The title of our exhibition, Homo Melitensis: An Incomplete Inventory in 19 Chapters, explores the notion of identity at a time when the issue has become more urgent than ever. ‘Homo Melitensis’ means ‘Maltese Man’ and we are using the pavilion in Venice as a platform on which we can present and simultaneously critique the very idea of a national identity as well as national imaginaries that are constructed around issues like territory, memory, religion, language and so on. The inventory we are presenting is a complex installation that came about through a combination of academic research, conversations we had with several theoreticians, scientists, writers, artists and curators in various fields and a artistic reimagining of local realities. We also hope that the exhibition is intriguing because it juxtaposes the inside and the outside of the realities we are exploring, given that one of the pavilion’s artist-curators is Maltese while the other is a German artist-curator based in Malta. The result is a frank dialogue of ideas and objects that doesn’t shy away from the political implications of its central curatorial concept at the same time as it embraces the poetry of the unfamiliar.

How is making a show for the Venice Biennale different to preparing a ‘normal’ exhibition? Or another biennial?

Every exhibition is a challenge, but a national pavilion brings to the surface the issue of ‘representation’. What does it mean, if anything at all, to represent a country? In the case of the Malta pavilion, this issue is even more relevant given that the country has not had a national pavilion in Venice since 1999

What does it mean to ‘represent’ your country? Do you find it an honour or is it problematic?

The issue of representation is always problematic and it is this very issue that we are putting in the foreground of our approach to the issues we are dealing with. In what way can we represent the whole? It feels almost arrogant to state that a curator can represent a nation and in many ways, our views may not correspond to those of many Maltese. This is why we felt that we wanted to meet the question head-on in this exhibition. Even the artists we chose to participate in the exhibition are not all based in Malta. Some of them are linked to Malta’s diasporic communities in other parts of the world, in places where the notion of Malteseness is still discussed and embedded in everyday realities.

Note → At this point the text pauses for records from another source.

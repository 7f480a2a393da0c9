//! Route authorization decisions.
//!
//! DESIGN
//! ======
//! `decide` is a pure function of the session snapshot and the route's
//! declared requirement, so every combination is table-testable. The
//! `Protected` component applies the decision; redirects replace history and
//! the requested destination is discarded.

#[cfg(test)]
#[path = "guard_test.rs"]
mod guard_test;

use super::state::SessionState;

/// Static per-route access metadata, declared at route registration.
#[derive(Clone, Copy, Debug, PartialEq, Eq)]
pub struct RouteRequirement {
    pub requires_auth: bool,
    pub requires_premium: bool,
}

impl RouteRequirement {
    /// Open to everyone.
    pub const PUBLIC: Self = Self {
        requires_auth: false,
        requires_premium: false,
    };

    /// Requires a signed-in user.
    pub const AUTHENTICATED: Self = Self {
        requires_auth: true,
        requires_premium: false,
    };

    /// Requires a signed-in user on a premium plan.
    pub const PREMIUM: Self = Self {
        requires_auth: true,
        requires_premium: true,
    };
}

/// What the router should do with a navigation attempt.
#[derive(Clone, Copy, Debug, PartialEq, Eq)]
pub enum RouteDecision {
    /// Startup check still in flight; show a neutral placeholder and
    /// re-evaluate once the session resolves.
    Wait,
    RedirectToLogin,
    RedirectToPricing,
    Render,
}

/// Decide whether to render, defer, or redirect a navigation attempt.
pub fn decide(session: &SessionState, requirement: RouteRequirement) -> RouteDecision {
    if session.is_resolving() {
        return RouteDecision::Wait;
    }
    if requirement.requires_auth && !session.is_authenticated() {
        return RouteDecision::RedirectToLogin;
    }
    if requirement.requires_premium && !session.is_premium() {
        return RouteDecision::RedirectToPricing;
    }
    RouteDecision::Render
}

The Venice audience is a diverse group. Who is most important to you? The artist peers, the gallerists, curators and critics concentrated around the opening, or the general public which visits in the months that follow?

We are creating a story by using around 200 objects in 19 chapters in the form of a big installation – naturally, this can be read on different levels, therefore giving various groups keys to see the installation in their individual ways. We present art works that will help bring Maltese art onto an international stage; but we are also including jokes which would be understood only by audiences who have been in Malta or who know Malta. 

Did you visit the last Venice Biennale? What’s your earliest or best memory from Venice?

Venice is a magical place that never ceases to stun – what can we say?

How does a having a pavilion in Venice make a difference to the art scene in your home country?

Malta’s art scene is developing and gradually becoming more international but is clearly restricted by various institutional, financial, educational and other challenges. Having a pavilion at the Venice Biennale can expose international visitors, art-lovers, curators, gallerists, and so on to a relatively unexplored artistic ‘territory’. Hopefully, the pavilion can lead to new international networks and exchanges involving Maltese artists, curators and other stakeholders.